Mozambique's Popular Tuna-Bond Offer Now Faces Ratings Hurdle

  • S&P may regard a change of terms as tantamount to a default
  • Yields drop most on record as investors expect coupon payment

Investors seem to love Mozambique’s plan to give them longer-term sovereign debt in exchange for the bonds of a state-owned tuna fishing company.

Now the south-east African nation has to convince Standard & Poor’s, Moody’s Investors Service and Fitch Ratings Ltd. that the offer, aimed at reducing annual interest payments, shouldn’t be punished with a credit rating downgrade. That would heap further pressure on a government facing a cash crunch amid a slump in commodity prices and a collapse of its currency, the metical.

Yields on the so-called tuna bonds fell the most on record after the government offered investors 100 cents on the dollar to accept securities with a longer maturity. S&P said last month it would regard any restructuring that included an extension of maturity as tantamount to a default that may result in a downgrade of Mozambique’s rating of B-, six steps below investment grade. The company lowered Mozambique one level in July. Moody’s and Fitch, which both rate Mozambique one step higher, also downgraded the country in the second half of 2015.

“The rating agencies will scrutinize any deal extremely carefully,” Anne Fruhauf, vice president at New York-based risk adviser Teneo Intelligence, said by phone on Thursday. “They have already made it clear that they are more inclined to see any sort of restructuring as a default. Clearly, the onus will be on the government to convince them it’s an investor-friendly re-profiling.”

Yields on the the $773.5 million of sinkable bonds, guaranteed by the sovereign, fell 2.3 percentage points to 16.85 percent in London on Thursday after dropping 173 basis points on Wednesday. That boosted the price 4.7 percent to 80 cents to the dollar, from 75 cents on March 4, the biggest gain since the debt was sold in September 2013, according to data compiled by Bloomberg. The bonds have lost 1.7 percent this year, compared with the 3.6 percent average gain for emerging-market high-yield sovereign debt tracked by Bloomberg indexes.

The yield fell a further 19 basis points to 16.66 percent as of 10:19 a.m. in London, taking the price to 80.3, the highest since Jan. 13.

“At this stage, it’s an event that may trigger a rating action,” Gardner Rusike, a Johannesburg-analyst at S&P, said in an e-mailed response to questions. “We would like to see all information and the full details government would like to propose regarding the exchange.”

Moody’s didn’t immediately respond to an e-mailed request for comment, while London-based Fitch analyst Federico Barriga Salazar declined to comment when contacted by phone.

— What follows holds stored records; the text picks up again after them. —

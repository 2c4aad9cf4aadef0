//! Single-page storefront application.
//!
//! Wires the library's state cells to egui widgets: a header with the cart
//! readout and Clear button, a filters row (search text, category dropdown,
//! price dropdown), a scrollable product grid with per-product Add to Cart /
//! View Details buttons, and a centered detail window over a dimmed
//! click-to-close overlay. The update loop is the only reader/writer of all
//! state; the catalog fetch is the one asynchronous operation and is polled
//! here once per frame.

use anyhow::{Context, Result};
use egui::RichText;
use std::time::Duration;
use storefront::{
    CartCounter, CartStore, CatalogClient, CatalogFetch, FilterState, Inspector, PRICE_BRACKETS,
    Product, category_options, default_state_dir, filter_catalog,
};

const GRID_COLUMNS: usize = 3;
const CARD_WIDTH: f32 = 280.0;
const DESCRIPTION_PREVIEW_CHARS: usize = 80;

fn main() {
    tracing_subscriber::fmt()
        .with_env_filter(
            tracing_subscriber::EnvFilter::try_from_default_env()
                .unwrap_or_else(|_| tracing_subscriber::EnvFilter::new("info")),
        )
        .init();

    if let Err(err) = run() {
        eprintln!("{err:#}");
        std::process::exit(1);
    }
}

fn run() -> Result<()> {
    let options = eframe::NativeOptions {
        viewport: egui::ViewportBuilder::default()
            .with_title("E-Shop Demo")
            .with_inner_size([1080.0, 760.0]),
        ..Default::default()
    };
    eframe::run_native(
        "storefront",
        options,
        Box::new(|cc| match StorefrontApp::new(cc) {
            Ok(app) => Ok(Box::new(app) as Box<dyn eframe::App>),
            Err(err) => Err(err.into()),
        }),
    )
    .map_err(|err| anyhow::anyhow!("event loop failed: {err}"))
}

struct StorefrontApp {
    // Keeps the fetch task's executor alive for the lifetime of the app.
    #[allow(dead_code)]
    runtime: tokio::runtime::Runtime,
    catalog: Vec<Product>,
    fetch: Option<CatalogFetch>,
    cart: CartCounter,
    filters: FilterState,
    inspector: Inspector,
}

impl StorefrontApp {
    fn new(cc: &eframe::CreationContext<'_>) -> Result<Self> {
        egui_extras::install_image_loaders(&cc.egui_ctx);

        let runtime = tokio::runtime::Builder::new_multi_thread()
            .enable_all()
            .build()
            .context("starting tokio runtime")?;

        let mut cart = CartCounter::new(CartStore::new(&default_state_dir()?));
        // Adopt the saved count before any mutation can trigger a write.
        cart.load();

        let fetch = CatalogFetch::spawn(runtime.handle(), CatalogClient::new());

        Ok(Self {
            runtime,
            catalog: Vec::new(),
            fetch: Some(fetch),
            cart,
            filters: FilterState::default(),
            inspector: Inspector::default(),
        })
    }

    /// Consume the fetch outcome once it lands.
    ///
    /// Failure is diagnostic-only: the catalog keeps its prior value (empty on
    /// first load) and no error state is shown.
    fn poll_fetch(&mut self, ctx: &egui::Context) {
        let Some(fetch) = &self.fetch else { return };
        match fetch.take() {
            Some(Ok(products)) => {
                tracing::info!(count = products.len(), "catalog loaded");
                self.catalog = products;
                self.fetch = None;
            }
            Some(Err(err)) => {
                tracing::error!(error = %err, "catalog fetch failed");
                self.fetch = None;
            }
            None => ctx.request_repaint_after(Duration::from_millis(150)),
        }
    }

    fn header(&mut self, ctx: &egui::Context) {
        egui::TopBottomPanel::top("header").show(ctx, |ui| {
            ui.horizontal(|ui| {
                ui.heading("🛍 E-Shop Demo");
                ui.with_layout(egui::Layout::right_to_left(egui::Align::Center), |ui| {
                    if ui.button("Clear").clicked() {
                        if let Err(err) = self.cart.clear() {
                            tracing::warn!(error = %err, "persisting cart count failed");
                        }
                    }
                    ui.label(format!("🛒 Cart: {}", self.cart.count()));
                });
            });
        });
    }

    fn filters_row(&mut self, ui: &mut egui::Ui) {
        ui.horizontal(|ui| {
            ui.add(
                egui::TextEdit::singleline(&mut self.filters.search)
                    .hint_text("Search by name...")
                    .desired_width(220.0),
            );

            egui::ComboBox::from_id_salt("category-filter")
                .selected_text(self.filters.category.clone())
                .show_ui(ui, |ui| {
                    for option in category_options(&self.catalog) {
                        ui.selectable_value(&mut self.filters.category, option.clone(), option);
                    }
                });

            egui::ComboBox::from_id_salt("price-filter")
                .selected_text(price_label(&self.filters.price))
                .show_ui(ui, |ui| {
                    for (value, label) in PRICE_BRACKETS {
                        ui.selectable_value(&mut self.filters.price, value.to_string(), *label);
                    }
                });
        });
    }

    fn product_grid(&mut self, ui: &mut egui::Ui) {
        let filtered: Vec<Product> = filter_catalog(&self.catalog, &self.filters)
            .into_iter()
            .cloned()
            .collect();

        if filtered.is_empty() {
            ui.label("No products found.");
            return;
        }

        egui::ScrollArea::vertical()
            .auto_shrink([false, false])
            .show(ui, |ui| {
                for row in filtered.chunks(GRID_COLUMNS) {
                    ui.horizontal_top(|ui| {
                        for product in row {
                            self.product_card(ui, product);
                        }
                    });
                    ui.add_space(6.0);
                }
            });
    }

    fn product_card(&mut self, ui: &mut egui::Ui, product: &Product) {
        egui::Frame::group(ui.style()).show(ui, |ui| {
            ui.set_width(CARD_WIDTH);
            ui.vertical(|ui| {
                if !product.image.is_empty() {
                    ui.add(
                        egui::Image::new(product.image.as_str())
                            .fit_to_exact_size(egui::vec2(96.0, 96.0)),
                    );
                }
                ui.label(RichText::new(&product.title).strong());
                ui.label(RichText::new(&product.category).weak().italics());
                ui.label(RichText::new(format!("${:.2}", product.price)).strong());
                ui.label(description_preview(&product.description));
                ui.horizontal(|ui| {
                    if ui.button("Add to Cart").clicked() {
                        if let Err(err) = self.cart.add() {
                            tracing::warn!(error = %err, "persisting cart count failed");
                        }
                    }
                    if ui.button("View Details").clicked() {
                        self.inspector.view(product.clone());
                    }
                });
            });
        });
    }

    fn detail_modal(&mut self, ctx: &egui::Context) {
        let Some(product) = self.inspector.current().cloned() else {
            return;
        };
        let screen = ctx.screen_rect();

        // Dimmed overlay behind the detail window; a click here closes the
        // view. The window sits on a higher layer and consumes its own
        // clicks, so clicks inside the content never reach the overlay.
        let overlay = egui::Area::new(egui::Id::new("detail-overlay"))
            .order(egui::Order::Middle)
            .fixed_pos(screen.min)
            .show(ctx, |ui| {
                let response = ui.allocate_response(screen.size(), egui::Sense::click());
                ui.painter()
                    .rect_filled(screen, 0.0, egui::Color32::from_black_alpha(110));
                response
            });
        if overlay.inner.clicked() {
            self.inspector.close();
            return;
        }

        let mut close = false;
        egui::Window::new("Product Details")
            .order(egui::Order::Foreground)
            .collapsible(false)
            .resizable(false)
            .default_width(420.0)
            .anchor(egui::Align2::CENTER_CENTER, [0.0, 0.0])
            .show(ctx, |ui| {
                if !product.image.is_empty() {
                    ui.add(egui::Image::new(product.image.as_str()).max_height(160.0));
                }
                ui.label(RichText::new(&product.title).strong().size(16.0));
                ui.label(RichText::new(&product.category).weak().italics());
                ui.label(RichText::new(format!("${:.2}", product.price)).strong());
                ui.separator();
                ui.label(&product.description);
                ui.add_space(4.0);
                if ui.button("Close").clicked() {
                    close = true;
                }
            });
        if close {
            self.inspector.close();
        }
    }
}

impl eframe::App for StorefrontApp {
    fn update(&mut self, ctx: &egui::Context, _frame: &mut eframe::Frame) {
        self.poll_fetch(ctx);
        self.header(ctx);
        egui::CentralPanel::default().show(ctx, |ui| {
            self.filters_row(ui);
            ui.separator();
            self.product_grid(ui);
        });
        self.detail_modal(ctx);
    }
}

fn price_label(value: &str) -> &'static str {
    PRICE_BRACKETS
        .iter()
        .find(|(bracket, _)| *bracket == value)
        .map(|(_, label)| *label)
        .unwrap_or("All Prices")
}

fn description_preview(description: &str) -> String {
    if description.chars().count() <= DESCRIPTION_PREVIEW_CHARS {
        return description.to_string();
    }
    let preview: String = description.chars().take(DESCRIPTION_PREVIEW_CHARS).collect();
    format!("{preview}...")
}

#[cfg(test)]
mod tests {
    use super::*;

    #[test]
    fn price_labels_resolve_for_all_brackets() {
        assert_eq!(price_label("all"), "All Prices");
        assert_eq!(price_label("100-1000"), "$100+");
        assert_eq!(price_label("unknown"), "All Prices");
    }

    #[test]
    fn description_preview_truncates_long_text() {
        let long = "x".repeat(200);
        let preview = description_preview(&long);
        assert!(preview.ends_with("..."));
        assert_eq!(preview.chars().count(), DESCRIPTION_PREVIEW_CHARS + 3);
        assert_eq!(description_preview("short"), "short");
    }
}
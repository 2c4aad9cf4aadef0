//! Product catalog: payload model plus the one-shot remote loader.
//!
//! `model` mirrors the endpoint's JSON array so the rest of the crate never
//! does ad-hoc JSON handling; `fetch` owns the single HTTP read and the slot
//! the view polls for its completion.

pub mod fetch;
pub mod model;

pub use fetch::{CatalogClient, CatalogFetch, DEFAULT_CATALOG_URL};
pub use model::{Product, ProductId, parse_catalog};
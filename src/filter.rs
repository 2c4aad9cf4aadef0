//! Client-side filter engine.
//!
//! A pure function of (catalog, search text, category, price bracket): the
//! three predicates are ANDed and the output preserves catalog order. Option
//! lists are derived from the current catalog on every render and never
//! stored, so they cannot drift from the catalog contents; the flip side is
//! that they reset whenever the catalog reloads.

use crate::catalog::Product;

/// Selection meaning "do not filter on this axis".
pub const WILDCARD: &str = "all";

/// Fixed price brackets: (selection value, display label).
///
/// Adjacent brackets share their boundary price; a product priced exactly at
/// a shared bound satisfies whichever of the two is selected.
pub const PRICE_BRACKETS: &[(&str, &str)] = &[
    (WILDCARD, "All Prices"),
    ("0-25", "$0 - $25"),
    ("25-50", "$25 - $50"),
    ("50-100", "$50 - $100"),
    ("100-1000", "$100+"),
];

/// Current values of the three filter controls. Transient view state only.
#[derive(Clone, Debug, PartialEq)]
pub struct FilterState {
    pub search: String,
    pub category: String,
    pub price: String,
}

impl Default for FilterState {
    fn default() -> Self {
        Self {
            search: String::new(),
            category: WILDCARD.to_string(),
            price: WILDCARD.to_string(),
        }
    }
}

/// Parse a `min-max` bracket value into its inclusive bounds.
pub fn parse_bracket(raw: &str) -> Option<(f64, f64)> {
    let (min, max) = raw.split_once('-')?;
    Some((min.trim().parse().ok()?, max.trim().parse().ok()?))
}

fn matches_search(product: &Product, search: &str) -> bool {
    product
        .title
        .to_lowercase()
        .contains(&search.to_lowercase())
}

fn matches_category(product: &Product, category: &str) -> bool {
    category == WILDCARD || product.category == category
}

fn matches_price(product: &Product, price: &str) -> bool {
    if price == WILDCARD {
        return true;
    }
    // Only the wildcard opts out of price filtering; a non-wildcard value
    // that does not parse as two bounds matches nothing.
    match parse_bracket(price) {
        Some((min, max)) => product.price >= min && product.price <= max,
        None => false,
    }
}

/// Apply all three predicates, preserving catalog order.
pub fn filter_catalog<'a>(catalog: &'a [Product], state: &FilterState) -> Vec<&'a Product> {
    catalog
        .iter()
        .filter(|product| {
            matches_search(product, &state.search)
                && matches_category(product, &state.category)
                && matches_price(product, &state.price)
        })
        .collect()
}

/// Category dropdown options: the wildcard followed by the distinct
/// categories of the catalog in first-occurrence order.
pub fn category_options(catalog: &[Product]) -> Vec<String> {
    let mut options = vec![WILDCARD.to_string()];
    for product in catalog {
        if !options[1..].contains(&product.category) {
            options.push(product.category.clone());
        }
    }
    options
}

#[cfg(test)]
mod tests {
    use super::*;

    fn product(title: &str, category: &str, price: f64) -> Product {
        Product {
            title: title.to_string(),
            category: category.to_string(),
            price,
            ..Product::default()
        }
    }

    fn sample_catalog() -> Vec<Product> {
        vec![
            product("Red Shirt", "clothing", 24.5),
            product("Blue Jeans", "clothing", 49.0),
            product("Gold Ring", "jewelery", 120.0),
            product("Monitor", "electronics", 99.99),
            product("Silver Ring", "jewelery", 25.0),
        ]
    }

    #[test]
    fn default_state_matches_everything_in_order() {
        let catalog = sample_catalog();
        let filtered = filter_catalog(&catalog, &FilterState::default());
        let titles: Vec<&str> = filtered.iter().map(|p| p.title.as_str()).collect();
        assert_eq!(
            titles,
            ["Red Shirt", "Blue Jeans", "Gold Ring", "Monitor", "Silver Ring"]
        );
    }

    #[test]
    fn search_is_case_insensitive_substring() {
        let catalog = sample_catalog();
        for needle in ["red", "RED", "ShIrT"] {
            let state = FilterState {
                search: needle.to_string(),
                ..FilterState::default()
            };
            let filtered = filter_catalog(&catalog, &state);
            assert_eq!(filtered.len(), 1, "search {needle:?}");
            assert_eq!(filtered[0].title, "Red Shirt");
        }
    }

    #[test]
    fn predicates_combine_conjunctively() {
        let catalog = sample_catalog();
        let state = FilterState {
            search: "ring".to_string(),
            category: "jewelery".to_string(),
            price: "0-25".to_string(),
        };
        let filtered = filter_catalog(&catalog, &state);
        assert_eq!(filtered.len(), 1);
        assert_eq!(filtered[0].title, "Silver Ring");
    }

    #[test]
    fn bracket_bounds_are_inclusive_on_both_ends() {
        let catalog = vec![product("Low", "misc", 25.0), product("High", "misc", 50.0)];
        let state = FilterState {
            price: "25-50".to_string(),
            ..FilterState::default()
        };
        assert_eq!(filter_catalog(&catalog, &state).len(), 2);

        // The shared bound also satisfies the adjacent bracket.
        let below = FilterState {
            price: "0-25".to_string(),
            ..FilterState::default()
        };
        let filtered = filter_catalog(&catalog, &below);
        assert_eq!(filtered.len(), 1);
        assert_eq!(filtered[0].title, "Low");
    }

    #[test]
    fn unparsable_bracket_matches_nothing() {
        let catalog = sample_catalog();
        let state = FilterState {
            price: "cheap".to_string(),
            ..FilterState::default()
        };
        assert!(filter_catalog(&catalog, &state).is_empty());
    }

    #[test]
    fn category_options_dedupe_in_first_occurrence_order() {
        let options = category_options(&sample_catalog());
        assert_eq!(options, ["all", "clothing", "jewelery", "electronics"]);
    }

    #[test]
    fn category_options_on_empty_catalog_is_just_the_wildcard() {
        assert_eq!(category_options(&[]), ["all"]);
    }

    #[test]
    fn parse_bracket_accepts_the_fixed_labels() {
        assert_eq!(parse_bracket("0-25"), Some((0.0, 25.0)));
        assert_eq!(parse_bracket("100-1000"), Some((100.0, 1000.0)));
        assert_eq!(parse_bracket("all"), None);
        assert_eq!(parse_bracket("10-"), None);
    }
}
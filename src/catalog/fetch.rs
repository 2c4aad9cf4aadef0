//! One-shot remote catalog read.
//!
//! The application issues exactly one GET against the product endpoint at
//! startup. There is no retry, no backoff, and no timeout: on failure the
//! outcome is reported through the polling slot and the catalog keeps its
//! prior value. The fetch runs on a Tokio runtime owned by the caller so the
//! single-threaded view loop never blocks on it.

use crate::catalog::model::{Product, parse_catalog};
use anyhow::{Context, Result, bail};
use std::sync::{Arc, Mutex, Weak};

/// The fixed product-catalog endpoint.
pub const DEFAULT_CATALOG_URL: &str = "https://fakestoreapi.com/products";

/// HTTP client for the catalog endpoint.
#[derive(Clone)]
pub struct CatalogClient {
    url: String,
    client: reqwest::Client,
}

impl Default for CatalogClient {
    fn default() -> Self {
        Self::new()
    }
}

impl CatalogClient {
    pub fn new() -> Self {
        Self::with_url(DEFAULT_CATALOG_URL)
    }

    /// Point the client at a non-default endpoint. Test servers only; the
    /// application always reads the fixed endpoint.
    pub fn with_url(url: &str) -> Self {
        Self {
            url: url.to_string(),
            client: reqwest::Client::new(),
        }
    }

    pub fn url(&self) -> &str {
        &self.url
    }

    /// Perform the single catalog read.
    ///
    /// Network failure, a non-success status, and an unparsable body are all
    /// the same kind of outcome to the caller: a failed load.
    pub async fn fetch(&self) -> Result<Vec<Product>> {
        let response = self
            .client
            .get(&self.url)
            .send()
            .await
            .with_context(|| format!("requesting {}", self.url))?;
        let status = response.status();
        if !status.is_success() {
            bail!("catalog endpoint returned HTTP {status}");
        }
        let body = response
            .text()
            .await
            .context("reading catalog response body")?;
        parse_catalog(&body)
    }
}

type FetchSlot = Mutex<Option<Result<Vec<Product>, String>>>;

/// A single-shot catalog fetch in flight.
///
/// The spawned task posts its outcome into a shared slot which the view polls
/// once per frame. The task holds only a `Weak` reference: when the owning
/// view is torn down before the response arrives, the upgrade fails and the
/// completion is dropped instead of resurrecting discarded state.
pub struct CatalogFetch {
    slot: Arc<FetchSlot>,
}

impl CatalogFetch {
    /// Spawn the fetch on `handle` and return the slot to poll.
    pub fn spawn(handle: &tokio::runtime::Handle, client: CatalogClient) -> Self {
        let slot: Arc<FetchSlot> = Arc::new(Mutex::new(None));
        let weak: Weak<FetchSlot> = Arc::downgrade(&slot);
        let url = client.url().to_string();
        handle.spawn(async move {
            let outcome = client.fetch().await.map_err(|err| format!("{err:#}"));
            match weak.upgrade() {
                Some(slot) => {
                    if let Ok(mut pending) = slot.lock() {
                        *pending = Some(outcome);
                    }
                }
                None => tracing::debug!(%url, "catalog fetch completed after teardown; dropped"),
            }
        });
        Self { slot }
    }

    /// Take the completed outcome, if the fetch has finished.
    ///
    /// Returns `None` while the request is still in flight and again after the
    /// outcome has been consumed.
    pub fn take(&self) -> Option<Result<Vec<Product>, String>> {
        match self.slot.lock() {
            Ok(mut pending) => pending.take(),
            Err(_) => None,
        }
    }
}

#[cfg(test)]
mod tests {
    use super::*;
    use std::time::{Duration, Instant};

    fn runtime() -> tokio::runtime::Runtime {
        tokio::runtime::Builder::new_multi_thread()
            .worker_threads(1)
            .enable_all()
            .build()
            .expect("test runtime")
    }

    fn poll_until_done(fetch: &CatalogFetch) -> Result<Vec<Product>, String> {
        let deadline = Instant::now() + Duration::from_secs(10);
        loop {
            if let Some(outcome) = fetch.take() {
                return outcome;
            }
            assert!(Instant::now() < deadline, "fetch did not complete in time");
            std::thread::sleep(Duration::from_millis(10));
        }
    }

    #[test]
    fn refused_connection_reports_through_slot() {
        let rt = runtime();
        // Port 9 (discard) is not listening in the test environment.
        let client = CatalogClient::with_url("http://127.0.0.1:9/products");
        let fetch = CatalogFetch::spawn(rt.handle(), client);
        let outcome = poll_until_done(&fetch);
        assert!(outcome.is_err(), "connection refused must surface as Err");
    }

    #[test]
    fn take_consumes_the_outcome_once() {
        let rt = runtime();
        let client = CatalogClient::with_url("http://127.0.0.1:9/products");
        let fetch = CatalogFetch::spawn(rt.handle(), client);
        let _ = poll_until_done(&fetch);
        assert!(fetch.take().is_none());
    }

    #[test]
    fn teardown_before_completion_is_a_no_op() {
        let rt = runtime();
        let client = CatalogClient::with_url("http://127.0.0.1:9/products");
        let fetch = CatalogFetch::spawn(rt.handle(), client);
        drop(fetch);
        // The task must finish (and drop its outcome) without panicking.
        std::thread::sleep(Duration::from_millis(200));
        rt.shutdown_timeout(Duration::from_secs(5));
    }
}
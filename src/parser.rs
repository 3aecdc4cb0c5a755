use pulldown_cmark::{Event, HeadingLevel, Options, Parser, Tag};
use tracing::debug;

use crate::ast::{Node, NodeKind};
use crate::config::ParserConfig;

/// Parse markdown text into a document tree using the default options
pub fn parse(markdown: &str) -> Node {
    parse_with_config(markdown, &ParserConfig::default())
}

/// Parse markdown text into a document tree
pub fn parse_with_config(markdown: &str, config: &ParserConfig) -> Node {
    let mut options = Options::empty();
    options.insert(Options::ENABLE_TABLES);
    // A YAML block needs a closing `---`/`...` line; anything else stays
    // markup (a leading `---` is a thematic break).
    if config.strip_frontmatter {
        options.insert(Options::ENABLE_YAML_STYLE_METADATA_BLOCKS);
    }
    let parser = Parser::new_ext(markdown, options);
    let mut tree = TreeBuilder::new();

    for event in parser {
        process_event(event, &mut tree);
    }

    tree.finish()
}

/// Stack of nodes still waiting for their end event; the bottom is the document
struct TreeBuilder {
    stack: Vec<Node>,
}

impl TreeBuilder {
    fn new() -> Self {
        Self {
            stack: vec![Node::new(NodeKind::Document)],
        }
    }

    fn current(&mut self) -> &mut Node {
        let last = self.stack.len() - 1;
        &mut self.stack[last]
    }

    fn open(&mut self, kind: NodeKind) {
        if kind.is_inline() {
            self.open_text_block();
        } else {
            self.close_text_block();
        }
        self.stack.push(Node::new(kind));
    }

    fn close(&mut self) {
        self.close_text_block();
        self.pop_into_parent();
    }

    fn leaf(&mut self, node: Node) {
        if node.kind.is_inline() {
            self.open_text_block();
        } else {
            self.close_text_block();
        }
        self.current().children.push(node);
    }

    fn text(&mut self, content: &str) {
        self.open_text_block();
        if let Some(NodeKind::Text(text)) = self.current().children.last_mut().map(|n| &mut n.kind)
        {
            if !text.has_line_break() {
                text.content.push_str(content);
                return;
            }
        }
        self.current().children.push(Node::text_node(content));
    }

    fn line_break(&mut self, hard: bool) {
        self.open_text_block();
        let parent = self.current();
        let needs_carrier = !matches!(
            parent.children.last().map(|n| &n.kind),
            Some(NodeKind::Text(text)) if !text.has_line_break()
        );
        if needs_carrier {
            parent.children.push(Node::text_node(""));
        }
        if let Some(NodeKind::Text(text)) = parent.children.last_mut().map(|n| &mut n.kind) {
            if hard {
                text.hard_line_break = true;
            } else {
                text.soft_line_break = true;
            }
        }
    }

    // Tight list items carry inline content directly; give it a TextBlock parent.
    fn open_text_block(&mut self) {
        if self.current().kind == NodeKind::ListItem {
            self.stack.push(Node::new(NodeKind::TextBlock));
        }
    }

    fn close_text_block(&mut self) {
        if self.current().kind == NodeKind::TextBlock {
            self.pop_into_parent();
        }
    }

    fn pop_into_parent(&mut self) {
        if self.stack.len() < 2 {
            return;
        }
        if let Some(node) = self.stack.pop() {
            // Front matter is document metadata, not content
            if node.kind == NodeKind::MetadataBlock {
                debug!(bytes = node.text().len(), "dropped frontmatter");
                return;
            }
            self.current().children.push(node);
        }
    }

    fn finish(mut self) -> Node {
        while self.stack.len() > 1 {
            self.close();
        }
        self.stack
            .pop()
            .unwrap_or_else(|| Node::new(NodeKind::Document))
    }
}

fn process_event(event: Event, tree: &mut TreeBuilder) {
    match event {
        Event::Start(tag) => tree.open(kind_for_tag(tag)),
        Event::End(_) => tree.close(),

        Event::Text(text) => tree.text(&text),

        // Inline code keeps its literal so links wrapping it still have text
        Event::Code(code) => tree.leaf(Node::with_children(
            NodeKind::CodeSpan,
            vec![Node::text_node(code.into_string())],
        )),
        Event::InlineMath(math) | Event::DisplayMath(math) => tree.leaf(Node::with_children(
            NodeKind::Math,
            vec![Node::text_node(math.into_string())],
        )),
        Event::Html(html) | Event::InlineHtml(html) => tree.leaf(Node::with_children(
            NodeKind::RawHtml,
            vec![Node::text_node(html.into_string())],
        )),
        Event::FootnoteReference(_) => tree.leaf(Node::new(NodeKind::FootnoteReference)),
        Event::TaskListMarker(_) => tree.leaf(Node::new(NodeKind::TaskCheckBox)),

        Event::SoftBreak => tree.line_break(false),
        Event::HardBreak => tree.line_break(true),

        Event::Rule => tree.leaf(Node::new(NodeKind::ThematicBreak)),
    }
}

fn kind_for_tag(tag: Tag) -> NodeKind {
    match tag {
        Tag::Paragraph => NodeKind::Paragraph,
        Tag::Heading { level, .. } => NodeKind::Heading {
            level: heading_level_to_u8(level),
        },
        Tag::BlockQuote(_) => NodeKind::Blockquote,
        Tag::CodeBlock(_) => NodeKind::CodeBlock,
        Tag::HtmlBlock => NodeKind::HtmlBlock,
        Tag::List(first_item) => NodeKind::List {
            ordered: first_item.is_some(),
        },
        Tag::Item => NodeKind::ListItem,
        Tag::FootnoteDefinition(_) => NodeKind::FootnoteDefinition,
        Tag::Table(_) => NodeKind::Table,
        Tag::TableHead => NodeKind::TableHead,
        Tag::TableRow => NodeKind::TableRow,
        Tag::TableCell => NodeKind::TableCell,
        Tag::Emphasis => NodeKind::Emphasis { level: 1 },
        Tag::Strong => NodeKind::Emphasis { level: 2 },
        Tag::Strikethrough => NodeKind::Strikethrough,
        Tag::Link { dest_url, .. } => NodeKind::Link {
            destination: dest_url.into_string(),
        },
        Tag::Image { .. } => NodeKind::Image,
        Tag::MetadataBlock(_) => NodeKind::MetadataBlock,
        // Extensions that are never enabled here
        other => NodeKind::Other(tag_name(&other)),
    }
}

fn tag_name(tag: &Tag) -> String {
    format!("{tag:?}")
        .chars()
        .take_while(|c| c.is_ascii_alphanumeric())
        .collect()
}

fn heading_level_to_u8(level: HeadingLevel) -> u8 {
    match level {
        HeadingLevel::H1 => 1,
        HeadingLevel::H2 => 2,
        HeadingLevel::H3 => 3,
        HeadingLevel::H4 => 4,
        HeadingLevel::H5 => 5,
        HeadingLevel::H6 => 6,
    }
}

The maximum price of the new fixed-rate notes to replace the securities of Empresa Mocambicana de Atum SA, or Ematum, will be 80 cents on the dollar, the government said in a statement Wednesday. The new interest-only bonds will be issued by the government and mature in 2023, compared with the 2020 maturity of the existing debt, which is amortizing. Other details, including the coupon, will be announced on March 17. There will be $697 million of debt outstanding once Ematum makes coupon and principal payments due Friday, the government said.

‘Positive Thing’

“The positive thing is that they intend to pay their amortization on Friday -- that’s implied in the announcement,” Kevin Daly, a money manager at Aberdeen Asset Management, which oversees about $11 billion of emerging-market debt, including the so-called tuna bonds, said by phone from London. “It seems that they intend to offer a fair exchange. They need 75 percent consent. They won’t get that if they offer a sub-standard yield.”

Credit Suisse Group AG and VTB Capital Plc are arranging the exchange offer. The bond was originally a loan from the two banks for the purchase of tuna-fishing boats. It was then packaged into so-called loan participation notes and sold to global bond investors.

Mozambique, one of the world’s poorest countries, is struggling as China’s slowdown reduces revenues from raw materials including coal, and the depreciation of the metical, down 36 percent against the dollar since the start of 2015, increases dollar-based debt-service costs. The International Monetary Fund agreed to give the nation $286 million of emergency aid in October.

The government hopes to bolster its financial position over the next decade through gas exports. The development of recently discovered offshore reserves could help turn it into the third-biggest liquefied natural gas exporter in a decade.

That might count for little among the ratings agencies.

“It is inevitable that S&P will issue a downgrade on Mozambique to selective default if the restructuring proceeds,” given that it includes an extension of the maturity, Hanns Spangenberg, senior economist at NKC African Economics in Paarl, South Africa, said in an e-mailed note.